MFA & Entra ID Hardening
Canonical baseline. Audience-neutral. Referenced by the Operational pages for MSPs and Internal IT Teams.
Identity is the modern security perimeter. For a cloud-first Microsoft 365 organisation, compromise almost always starts with a compromised identity, which makes hardening Entra ID the single highest-leverage security work available. This page is the baseline to deploy and hold every environment to.
Warning — Validate before you deploy
These are baseline recommendations for a typical Australian SMB Microsoft 365 tenant. Conditional Access in particular can lock you out if misapplied. Always pilot with a test group, configure break-glass accounts first, and validate against current Microsoft guidance.
Break-glass accounts first
Before tightening anything, create two cloud-only emergency-access ("break-glass") accounts, excluded from Conditional Access policies, with long random passphrases stored securely offline, and monitored for any sign-in. These are your way back in if a policy or a federated identity provider locks everyone out. Configure these before you deploy the policies below.

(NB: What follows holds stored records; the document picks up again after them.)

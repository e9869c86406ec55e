//! Logarithmic transform

use crate::data::{self, ColumnType};
use crate::error::{Result, TabflowError};
use polars::prelude::*;
use serde::{Deserialize, Serialize};
use tracing::warn;

/// Trained log transform: `log_base(x + offset)`, or `sign(x) * log_base(|x|)`
/// for `|x| >= 1` (and 0 otherwise) when signed
#[derive(Debug, Clone, Serialize, Deserialize)]
pub struct LogTransform {
    columns: Vec<String>,
    base: f64,
    offset: f64,
    signed: bool,
}

impl LogTransform {
    pub fn fit(df: &DataFrame, columns: &[String], base: f64, offset: f64, signed: bool) -> Result<Self> {
        if !(base > 0.0 && base != 1.0) {
            return Err(TabflowError::invalid_parameter("base", base, "must be positive and not 1"));
        }

        for name in columns {
            if data::column_type(df, name)? != ColumnType::Numeric {
                return Err(TabflowError::RecipeError(format!(
                    "log transform requires a numeric column, '{}' is not",
                    name
                )));
            }
            if !signed {
                let non_positive = data::numeric_values(df, name)?
                    .into_iter()
                    .flatten()
                    .filter(|x| x + offset <= 0.0)
                    .count();
                if non_positive > 0 {
                    warn!(
                        column = %name,
                        rows = non_positive,
                        "Log of non-positive values yields non-finite results"
                    );
                }
            }
        }

        if signed && offset != 0.0 {
            warn!("Offset is ignored for signed log transforms");
        }

        Ok(Self {
            columns: columns.to_vec(),
            base,
            offset,
            signed,
        })
    }

    fn transform_value(&self, x: f64) -> f64 {
        if self.signed {
            if x.abs() < 1.0 {
                0.0
            } else {
                x.signum() * x.abs().log(self.base)
            }
        } else {
            (x + self.offset).log(self.base)
        }
    }

    pub fn transform(&self, df: &DataFrame) -> Result<DataFrame> {
        let mut result = df.clone();
        for name in &self.columns {
            if !data::has_column(&result, name) {
                continue;
            }
            let values: Vec<Option<f64>> = data::numeric_values(&result, name)?
                .into_iter()
                .map(|v| v.map(|x| self.transform_value(x)))
                .collect();
            data::replace_column(&mut result, data::float_series(name, values))?;
        }
        Ok(result)
    }

    pub fn tidy(&self) -> Result<DataFrame> {
        let n = self.columns.len();
        Ok(df!(
            "terms" => self.columns.clone(),
            "base" => vec![self.base; n],
            "offset" => vec![self.offset; n],
            "signed" => vec![self.signed; n],
        )?)
    }
}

Multi-factor authentication
MFA is non-negotiable and is increasingly a precondition of cyber insurance. The baseline:
- Require phishing-resistant MFA where possible — passkeys/FIDO2 or certificate-based — and at minimum the Microsoft Authenticator app with number matching. Avoid SMS as a primary factor; it's vulnerable to SIM-swap and interception.
- Enforce MFA for all users, not just admins. Attackers pivot through standard accounts.
- Roll out via Conditional Access (below) rather than per-user MFA or relying solely on Security Defaults, so you get consistent, reportable control.
Conditional Access baseline
Conditional Access is where the identity perimeter is actually enforced. A sensible starting policy set:
- Require MFA for all users, all cloud apps. This is the cornerstone policy.
- Block legacy authentication. Legacy protocols (POP, IMAP, SMTP AUTH, older Office clients) can't enforce MFA and are a favourite attacker path. Block them, after checking for dependencies.
- Require compliant or hybrid-joined devices for access to sensitive applications, so access is tied to managed, healthy endpoints.
- Risk-based policies (with Entra ID P2): require MFA or block on sign-in/user risk detected by Identity Protection.
- Consider location and session controls appropriate to your business — for example, blocking or challenging sign-ins from regions you never operate in.
Deploy every policy in report-only mode first, review the impact in the sign-in logs, then enforce.
Privileged access
Standing administrative access is a standing risk. Harden it:
- Apply the principle of least privilege — grant the narrowest role that does the job, not Global Administrator by default.
- Use Privileged Identity Management (PIM) for just-in-time, time-bound, approved elevation, so admin rights are activated only when needed and every activation is logged.
- Keep the number of Global Administrators small (Microsoft suggests a handful), all MFA-enforced and reviewed.
- Run regular access reviews so privilege that's no longer needed is removed.
What "good" looks like
A hardened tenant has MFA enforced for everyone via Conditional Access, legacy authentication blocked, admin access minimised and brokered through PIM, break-glass accounts in place and monitored, and the whole configuration documented so drift is detectable. Map this baseline to Essential Eight: Multi-factor authentication and Restrict administrative privileges — see the Essential Eight Baseline.